Monday, September 22, 2014

The Case of the Found $50,000

Last week, my east coast doppelgänger George Tannenbaum told a great story about his grandfather, Morris, the worst tailor on the face of the Earth.

As is often the case, his Hebraic recollections of growing up in the Bronx, and in NY at large, fuel stories of my own.

My grandfather was also from the old country. Though when I speak with the few remaining relatives that are still among us, that old country always seems to change.

Sometime it's Poland and sometimes it's nearby shtetl's of Russia, Belarus or Ukraine.

The confusion is understandable as even today those borders are fluid at best.

They're also meaningless.

These were all ugly, cold, dirty villages populated by poor Jews who did their best to keep food on the table and keep out of the way of local, drunken goyim bent on beating up members of the tribe. I suppose it was a way to make them feel better about their own miserable lives.

So the beat up Jews got on a boat and came to America where they could get pounded on by a higher class of drunk.

Unskilled and uneducated, my grandfather drove a cab in NYC. I don't know how he afforded a hack license, as they were very expensive, but he did. And he made a living. Enough to sustain a family of three boys as well as the care and feeding of many racehorses at the Belmont track in Queens.
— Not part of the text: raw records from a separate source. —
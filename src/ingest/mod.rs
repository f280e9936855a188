//! Frame ingestion sources.
//!
//! This module provides sequential sources of decoded frames:
//! - Local video files (feature: ingest-file-ffmpeg)
//! - Synthetic `stub://` scenes (testing, demos)
//!
//! A source yields frames in stream order with consecutive indices starting
//! at 0, and `Ok(None)` once the stream is exhausted. Sources release their
//! decoder state when dropped.

pub mod file;
#[cfg(feature = "ingest-file-ffmpeg")]
pub(crate) mod file_ffmpeg;

use anyhow::Result;

use crate::frame::Frame;

pub use file::{FileConfig, FileSource, FileStats};

/// A sequential video stream.
pub trait FrameSource {
    /// Human-readable origin, for logs.
    fn describe(&self) -> String;

    /// Prepare the stream. Called once before the first `next_frame`.
    fn connect(&mut self) -> Result<()> {
        Ok(())
    }

    /// Next frame in stream order, or `None` at end of stream.
    fn next_frame(&mut self) -> Result<Option<Frame>>;

    /// Frames produced so far.
    fn frames_captured(&self) -> u64;
}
Once, the old man -- a sedentary chain smoker with an appetite for fatty creamed herring -- was staying at our house. He was recovering from his 7th heart attack, that's right 7, we Jews might have been defenseless against Cossacks but we can kick the shit out of cardiac arrest.

We happened to be watching TV story about a NYC cab driver who returned a briefcase with $50,000 in cash to its rightful owner. The cabbie was given a hearty Thank You and a crisp hundred dollar bill in return for his honesty and good will.

During a commercial break for Rheingold the dry beer, Rheingold is my beer, think of Rheingold whenever you buy beer, I turned to my grandfather.

"Would you have done that? Would you have called back the owner to get his briefcase full of money?"

"Absolutely," he replied.

Explaining, if some business guy was in my cab and I saw that he just left a briefcase with fifty thousand dollars in the back seat, I'd grab the case immediately.

Then, as he was walking away, I'd roll up my window. I'd grab a fluffy towel, fold it nicely and put it up against the window.

Then I would knock on that fluffy towel.

And if he didn't hear the knock, I would knock even harder.

He made the slightest tapping gesture.

Then, if he didn't hear me pounding my knuckle on the towel pressed lightly against the glass, I'd shout.

"Hey mister you forgot your briefcase full of cash," he whispered.

Like this and I repeated his whisper.

"Oh no, that's way too loud. Like this," he replied. "Hey mister…" 

In a voice that was impossible to hear.

Of course, nobody with a briefcase of cash ever got in my grandfather's cab. And I doubt he ever got within a mile of that much money.

So his menschiness was never put in question.